Ron Dennis gets an easy run
With Saturday’s episode concentrating on ‘controversial moments’, and with Ron Dennis a regular on the show, it seemed the perfect opportunity to talk about the 2007 season, where Ron’s McLaren team were accused of benefiting from stolen information from Ferrari, fined $100 million by the FIA and stripped of all their constructor championship points. That’s pretty controversial, right? Alas, Ron clearly has better lawyers than Sky can afford, so no chance of that.
We are starting to become fascinated with all the wrong details
Why is there a bed behind Dennis? Is that his actual bed? If it is, why is Ron Dennis doing an interview outside his bedroom? Why does Damon Hill not have any furniture? Is Alain Prost doing his interview on the cross channel ferry? Oh yes, sorry, back to the controversial moments.
Michael Schumacher was a bit of a dick
Schumacher was undoubtedly a great ambassador for the sport and one of the best drivers there ever was, but he doesn’t come out of this episode covered in glory. Win at all costs is his mantra, even if that means ramming cars off the road, as first Damon Hill, then Jaques Villeneuve suffer the German’s anger and car colliding tactics. Oh, and he tries to fight David Coulthard in the pit lane. And he looks smug after every incident. Mind you, Senna was just as bad, because…

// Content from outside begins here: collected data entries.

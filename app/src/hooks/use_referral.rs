use dioxus::prelude::*;
use gm_api::prelude::*;

use crate::Services;

const TOP_REFERRERS: usize = 10;
const RECENT_REFERRALS: usize = 10;

#[derive(Clone, Debug, Default, PartialEq)]
pub struct ReferralState {
    /// Referrer stats for the connected address, if it ever referred anyone.
    pub mine: Option<ReferrerInfo>,
    /// Who referred the connected address, per the index.
    pub referred_by: Option<Address>,
    pub program: ReferralStats,
    pub top: Vec<ReferrerInfo>,
    pub recent: Vec<ReferralRecord>,
    pub error: Option<String>,
}

/// Referral program view. Re-runs when the connected address changes.
pub fn use_referral() -> Resource<ReferralState> {
    let services = use_context::<Services>();
    let wallet = use_context::<Signal<WalletConnectionState>>();
    let address = use_memo(move || wallet.read().address);

    use_resource(move || {
        let referrals = services.referrals.clone();
        async move {
            match load(&referrals, address()).await {
                Ok(state) => state,
                Err(e) => {
                    tracing::warn!("referral subgraph query failed: {}", e);
                    ReferralState {
                        error: Some(e.to_string()),
                        ..ReferralState::default()
                    }
                }
            }
        }
    })
}

async fn load(referrals: &ReferralService, address: Option<Address>) -> Result<ReferralState, QueryError> {
    let (program, top, recent) = futures::try_join!(
        referrals.referral_stats(),
        referrals.top_referrers(TOP_REFERRERS),
        referrals.recent_referrals(RECENT_REFERRALS),
    )?;

    let (mine, referred_by) = match address {
        Some(address) => futures::try_join!(
            referrals.referrer_info(address),
            referrals.user_referrer(address),
        )?,
        None => (None, None),
    };

    Ok(ReferralState {
        mine,
        referred_by,
        program,
        top,
        recent,
        error: None,
    })
}
use std::rc::Rc;

use dioxus::prelude::*;
use gm_api::prelude::*;

use crate::components::StatRow;
use crate::hooks::{register_referral_transaction, use_referral, use_wallet, WalletAction};
use crate::AppWallet;

#[component]
pub fn Referrals() -> Element {
    let (wallet, actions) = use_wallet();
    let controller = use_context::<Rc<AppWallet>>();
    let mut referral = use_referral();

    let mut referrer_input = use_signal(String::new);
    let mut submitting = use_signal(|| false);
    let mut tx_result = use_signal(|| None::<Result<String, String>>);

    let wallet_read = wallet.read();
    let connected = wallet_read.connected;
    let status = wallet_read.referral;
    drop(wallet_read);

    let referral_chain = chains::referral_chain();
    let referral_chain_id = referral_chain.chain_id();
    let state = referral.read().clone().unwrap_or_default();

    let on_register = move |_| {
        let controller = controller.clone();
        let referrer = referrer_input.read().trim().to_string();
        submitting.set(true);
        tx_result.set(None);
        spawn(async move {
            let result = register_referral_transaction(&controller, &referrer).await;
            tx_result.set(Some(result));
            submitting.set(false);
            referral.restart();
        });
    };

    rsx! {
        div { class: "max-w-4xl mx-auto",
            h1 { class: "text-3xl font-bold mb-8", "Referrals" }

            if let Some(error) = &state.error {
                div { class: "card mb-6 text-red-400 text-sm", "Referral data unavailable: {error}" }
            }

            div { class: "grid md:grid-cols-2 gap-6",
                div { class: "card",
                    h3 { class: "text-lg font-semibold text-gold mb-4", "Your Referrals" }
                    if !connected {
                        p { class: "text-gray-500", "Connect your wallet to join the referral program." }
                    } else if !status.on_referral_chain {
                        p { class: "text-gray-500 mb-4", "Referrals live on {referral_chain.name}." }
                        button {
                            class: "btn btn-primary",
                            onclick: move |_| actions.send(WalletAction::SwitchNetwork(referral_chain_id)),
                            "Switch to {referral_chain.name}"
                        }
                    } else {
                        div { class: "space-y-3",
                            StatRow {
                                label: "Referred by",
                                value: status
                                    .referrer
                                    .or(state.referred_by)
                                    .map(|a| a.short())
                                    .unwrap_or_else(|| "-".to_string()),
                            }
                            StatRow {
                                label: "People referred",
                                value: state.mine.as_ref().map(|m| m.total_referrals).unwrap_or(0).to_string(),
                                highlight: state.mine.is_some(),
                            }
                        }

                        if !status.has_referrer {
                            div { class: "mt-6",
                                p { class: "text-low text-sm mb-2", "Who invited you?" }
                                div { class: "flex gap-2",
                                    input {
                                        class: "elevated-control rounded px-3 py-2 font-mono text-sm w-full outline-none",
                                        placeholder: "0x...",
                                        value: "{referrer_input}",
                                        oninput: move |e| referrer_input.set(e.value()),
                                    }
                                    button {
                                        class: "btn btn-primary",
                                        disabled: *submitting.read() || referrer_input.read().trim().is_empty(),
                                        onclick: on_register,
                                        if *submitting.read() { "Confirming..." } else { "Register" }
                                    }
                                }
                            }
                        }

                        if let Some(result) = tx_result.read().as_ref() {
                            match result {
                                Ok(_) => rsx! {
                                    p { class: "mt-3 text-green-400 text-sm", "Referral registered." }
                                },
                                Err(e) => rsx! {
                                    p { class: "mt-3 text-red-400 text-sm", "{e}" }
                                },
                            }
                        }
                    }
                }

                div { class: "card",
                    h3 { class: "text-lg font-semibold text-gold mb-4", "Program" }
                    div { class: "space-y-3",
                        StatRow { label: "Referrals", value: state.program.total_referrals.to_string() }
                        StatRow { label: "Referrers", value: state.program.total_referrers.to_string() }
                    }
                }
            }

            div { class: "grid md:grid-cols-2 gap-6 mt-6",
                div { class: "card",
                    h3 { class: "text-lg font-semibold text-gold mb-4", "Top Referrers" }
                    div { class: "divide-y divide-gray-800",
                        for (i, info) in state.top.iter().enumerate() {
                            {
                                let rank = i + 1;
                                let short = info.address.short();
                                rsx! {
                                    div { key: "{info.address}", class: "flex justify-between py-2 text-sm",
                                        span { class: "text-gray-400 font-mono", "#{rank} {short}" }
                                        span { class: "font-mono text-gold", "{info.total_referrals}" }
                                    }
                                }
                            }
                        }
                    }
                }

                div { class: "card",
                    h3 { class: "text-lg font-semibold text-gold mb-4", "Recent" }
                    div { class: "divide-y divide-gray-800",
                        for record in state.recent.iter() {
                            {
                                let referrer = record.referrer.short();
                                let referee = record.referee.short();
                                rsx! {
                                    div { key: "{record.id}", class: "py-2 text-sm font-mono text-gray-400",
                                        "{referrer} → {referee}"
                                    }
                                }
                            }
                        }
                    }
                }
            }
        }
    }
}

Ayrton lost his mind in 1990 at Suzuka
A year before, at the same circuit, Prost had won the championship not by beating Senna to the finish line, but by turning into him at the chicane, ending the race for both of them there and then. A seething Senna waited a whole year until he had his chance for revenge. This time the roles were reversed; Senna didn’t need to win, he just needed to make sure Prost didn’t finish. They didn’t make it past the first corner. The lights went green, Senna put his foot to the floor, and when Prost turned into the corner, Senna broadsided him into oblivion. Job done.